▸ Prompt: Copy every line of the entries that includes the word "index".

─── Input records

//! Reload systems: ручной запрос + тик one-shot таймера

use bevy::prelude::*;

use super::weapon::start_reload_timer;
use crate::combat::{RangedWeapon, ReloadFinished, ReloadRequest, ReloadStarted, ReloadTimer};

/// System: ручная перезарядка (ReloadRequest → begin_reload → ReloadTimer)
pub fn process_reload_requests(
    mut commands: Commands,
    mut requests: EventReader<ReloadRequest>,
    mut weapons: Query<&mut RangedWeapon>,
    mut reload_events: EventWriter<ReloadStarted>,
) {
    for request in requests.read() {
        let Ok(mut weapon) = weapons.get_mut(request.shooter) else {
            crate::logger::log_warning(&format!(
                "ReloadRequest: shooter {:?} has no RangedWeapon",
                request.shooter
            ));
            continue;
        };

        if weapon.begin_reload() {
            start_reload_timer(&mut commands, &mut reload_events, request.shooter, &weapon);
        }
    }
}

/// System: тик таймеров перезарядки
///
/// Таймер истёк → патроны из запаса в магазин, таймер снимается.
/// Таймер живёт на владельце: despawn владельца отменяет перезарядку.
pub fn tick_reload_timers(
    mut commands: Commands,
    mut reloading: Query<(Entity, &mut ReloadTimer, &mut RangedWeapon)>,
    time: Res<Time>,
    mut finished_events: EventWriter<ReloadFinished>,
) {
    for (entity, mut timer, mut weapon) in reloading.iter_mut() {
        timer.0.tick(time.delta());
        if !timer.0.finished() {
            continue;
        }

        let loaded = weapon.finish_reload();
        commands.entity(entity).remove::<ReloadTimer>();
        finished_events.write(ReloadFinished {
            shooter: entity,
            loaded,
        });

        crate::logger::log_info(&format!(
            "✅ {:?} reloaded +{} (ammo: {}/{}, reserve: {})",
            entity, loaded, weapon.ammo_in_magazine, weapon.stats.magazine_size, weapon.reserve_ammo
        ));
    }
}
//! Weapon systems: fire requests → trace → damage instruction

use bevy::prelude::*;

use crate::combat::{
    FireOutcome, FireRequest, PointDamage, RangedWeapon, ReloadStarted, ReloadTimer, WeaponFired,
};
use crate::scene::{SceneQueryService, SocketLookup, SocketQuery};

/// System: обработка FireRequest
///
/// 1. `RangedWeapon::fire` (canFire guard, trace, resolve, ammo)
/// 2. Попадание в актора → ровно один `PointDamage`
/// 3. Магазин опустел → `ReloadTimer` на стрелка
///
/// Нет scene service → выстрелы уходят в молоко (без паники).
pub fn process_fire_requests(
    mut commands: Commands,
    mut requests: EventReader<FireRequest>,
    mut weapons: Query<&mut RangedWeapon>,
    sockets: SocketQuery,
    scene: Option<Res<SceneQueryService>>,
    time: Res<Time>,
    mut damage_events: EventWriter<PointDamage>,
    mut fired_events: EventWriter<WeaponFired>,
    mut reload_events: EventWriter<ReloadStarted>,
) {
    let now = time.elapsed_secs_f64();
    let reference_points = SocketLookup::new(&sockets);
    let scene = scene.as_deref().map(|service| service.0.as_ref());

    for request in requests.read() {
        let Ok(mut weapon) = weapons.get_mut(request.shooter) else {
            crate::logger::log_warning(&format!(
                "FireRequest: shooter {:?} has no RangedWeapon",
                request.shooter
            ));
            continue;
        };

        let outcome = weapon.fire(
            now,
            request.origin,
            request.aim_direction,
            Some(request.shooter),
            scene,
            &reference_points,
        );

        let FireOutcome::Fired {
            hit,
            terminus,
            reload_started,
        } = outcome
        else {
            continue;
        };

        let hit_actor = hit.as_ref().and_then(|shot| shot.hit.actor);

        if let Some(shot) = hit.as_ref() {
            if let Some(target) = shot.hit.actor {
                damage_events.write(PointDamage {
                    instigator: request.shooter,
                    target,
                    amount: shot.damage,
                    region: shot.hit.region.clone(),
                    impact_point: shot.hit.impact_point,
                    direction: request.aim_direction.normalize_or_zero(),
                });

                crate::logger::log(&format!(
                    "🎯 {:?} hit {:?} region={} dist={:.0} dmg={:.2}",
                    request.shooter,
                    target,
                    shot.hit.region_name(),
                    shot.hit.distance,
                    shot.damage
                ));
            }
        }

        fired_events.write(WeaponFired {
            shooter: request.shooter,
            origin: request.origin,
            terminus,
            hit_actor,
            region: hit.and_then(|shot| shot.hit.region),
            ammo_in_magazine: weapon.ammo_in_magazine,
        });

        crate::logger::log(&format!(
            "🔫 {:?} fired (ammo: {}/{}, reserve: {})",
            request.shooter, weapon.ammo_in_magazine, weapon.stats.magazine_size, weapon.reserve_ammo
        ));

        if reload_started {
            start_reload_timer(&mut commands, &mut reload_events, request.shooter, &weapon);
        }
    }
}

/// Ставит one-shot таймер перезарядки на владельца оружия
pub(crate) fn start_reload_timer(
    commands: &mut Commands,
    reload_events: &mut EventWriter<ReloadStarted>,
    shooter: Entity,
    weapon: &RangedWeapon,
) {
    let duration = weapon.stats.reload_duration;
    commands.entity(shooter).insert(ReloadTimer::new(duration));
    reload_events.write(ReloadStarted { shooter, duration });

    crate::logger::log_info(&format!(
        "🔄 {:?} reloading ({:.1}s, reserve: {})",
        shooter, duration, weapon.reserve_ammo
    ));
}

──────
─── Input records

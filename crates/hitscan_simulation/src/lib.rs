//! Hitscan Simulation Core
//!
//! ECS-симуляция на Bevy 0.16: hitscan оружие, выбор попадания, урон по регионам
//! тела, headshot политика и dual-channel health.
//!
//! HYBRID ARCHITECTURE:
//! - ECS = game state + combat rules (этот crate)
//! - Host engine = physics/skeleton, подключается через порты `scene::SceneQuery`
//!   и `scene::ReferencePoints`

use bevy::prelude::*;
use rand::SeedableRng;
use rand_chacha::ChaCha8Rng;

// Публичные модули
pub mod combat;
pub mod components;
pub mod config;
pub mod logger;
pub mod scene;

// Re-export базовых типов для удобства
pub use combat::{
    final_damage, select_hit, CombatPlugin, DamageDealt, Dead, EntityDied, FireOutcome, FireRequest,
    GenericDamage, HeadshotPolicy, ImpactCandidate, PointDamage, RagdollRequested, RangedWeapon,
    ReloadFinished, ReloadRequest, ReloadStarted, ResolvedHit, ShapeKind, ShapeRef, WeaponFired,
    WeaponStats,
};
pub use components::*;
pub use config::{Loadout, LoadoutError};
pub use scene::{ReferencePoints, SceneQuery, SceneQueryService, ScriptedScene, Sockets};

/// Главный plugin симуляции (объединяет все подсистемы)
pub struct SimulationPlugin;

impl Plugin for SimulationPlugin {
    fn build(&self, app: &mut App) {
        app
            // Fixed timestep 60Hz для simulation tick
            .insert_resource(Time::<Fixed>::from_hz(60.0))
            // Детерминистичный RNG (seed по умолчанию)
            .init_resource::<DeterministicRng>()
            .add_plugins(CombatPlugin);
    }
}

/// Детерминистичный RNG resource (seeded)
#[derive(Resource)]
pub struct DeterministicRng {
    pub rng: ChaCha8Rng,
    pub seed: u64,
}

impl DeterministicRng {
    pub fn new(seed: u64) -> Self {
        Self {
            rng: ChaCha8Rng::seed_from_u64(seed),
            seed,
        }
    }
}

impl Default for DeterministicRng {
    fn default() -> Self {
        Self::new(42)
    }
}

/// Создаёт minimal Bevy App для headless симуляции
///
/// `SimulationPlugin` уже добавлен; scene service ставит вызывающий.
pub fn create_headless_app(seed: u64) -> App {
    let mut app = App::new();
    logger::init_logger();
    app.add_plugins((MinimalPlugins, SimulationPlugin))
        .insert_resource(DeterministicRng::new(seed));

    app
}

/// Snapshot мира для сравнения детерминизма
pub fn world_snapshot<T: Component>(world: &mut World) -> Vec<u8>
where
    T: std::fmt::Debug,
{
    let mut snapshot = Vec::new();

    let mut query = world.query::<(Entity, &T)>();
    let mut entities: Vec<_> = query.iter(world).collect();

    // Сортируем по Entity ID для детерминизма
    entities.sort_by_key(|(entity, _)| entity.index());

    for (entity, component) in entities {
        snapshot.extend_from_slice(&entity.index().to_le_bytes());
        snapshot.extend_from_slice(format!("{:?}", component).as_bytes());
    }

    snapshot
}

──────
─── Input records

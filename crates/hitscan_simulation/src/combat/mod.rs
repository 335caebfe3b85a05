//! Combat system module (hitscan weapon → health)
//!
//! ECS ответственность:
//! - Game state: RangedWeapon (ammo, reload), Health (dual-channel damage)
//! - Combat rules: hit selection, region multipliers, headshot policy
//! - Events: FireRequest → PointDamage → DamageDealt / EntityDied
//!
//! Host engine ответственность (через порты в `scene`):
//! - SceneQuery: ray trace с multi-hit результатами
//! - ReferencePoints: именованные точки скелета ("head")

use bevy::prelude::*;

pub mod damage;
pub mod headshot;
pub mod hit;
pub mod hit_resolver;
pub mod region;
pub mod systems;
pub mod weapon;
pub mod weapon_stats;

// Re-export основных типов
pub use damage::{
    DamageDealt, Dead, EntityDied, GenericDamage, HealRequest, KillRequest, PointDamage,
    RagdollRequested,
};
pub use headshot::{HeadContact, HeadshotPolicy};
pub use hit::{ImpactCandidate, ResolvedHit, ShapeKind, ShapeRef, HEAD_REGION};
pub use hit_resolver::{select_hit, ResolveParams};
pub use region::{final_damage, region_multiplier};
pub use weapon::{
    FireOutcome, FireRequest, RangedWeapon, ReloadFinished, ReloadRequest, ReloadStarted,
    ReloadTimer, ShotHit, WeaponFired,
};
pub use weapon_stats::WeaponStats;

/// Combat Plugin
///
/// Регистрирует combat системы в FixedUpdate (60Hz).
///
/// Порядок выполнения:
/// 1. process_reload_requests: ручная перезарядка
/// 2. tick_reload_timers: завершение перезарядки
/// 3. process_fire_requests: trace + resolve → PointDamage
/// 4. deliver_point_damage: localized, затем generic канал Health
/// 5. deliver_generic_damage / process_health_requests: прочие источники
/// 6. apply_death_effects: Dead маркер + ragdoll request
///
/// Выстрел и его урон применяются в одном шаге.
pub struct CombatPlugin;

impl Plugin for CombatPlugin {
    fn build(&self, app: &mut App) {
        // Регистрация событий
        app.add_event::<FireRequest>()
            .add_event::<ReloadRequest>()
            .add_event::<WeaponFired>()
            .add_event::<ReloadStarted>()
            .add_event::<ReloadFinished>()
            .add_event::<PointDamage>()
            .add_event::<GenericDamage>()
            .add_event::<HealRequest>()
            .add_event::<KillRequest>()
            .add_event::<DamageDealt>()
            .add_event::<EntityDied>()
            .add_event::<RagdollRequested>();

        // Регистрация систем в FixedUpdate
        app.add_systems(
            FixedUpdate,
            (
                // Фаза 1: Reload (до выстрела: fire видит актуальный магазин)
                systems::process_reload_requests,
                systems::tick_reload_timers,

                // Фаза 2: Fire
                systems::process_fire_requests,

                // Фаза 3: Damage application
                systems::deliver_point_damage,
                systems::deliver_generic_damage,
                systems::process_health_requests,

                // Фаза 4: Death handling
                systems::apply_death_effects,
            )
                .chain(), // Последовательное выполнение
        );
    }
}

──────

▸ Response:
    entities.sort_by_key(|(entity, _)| entity.index());
        snapshot.extend_from_slice(&entity.index().to_le_bytes());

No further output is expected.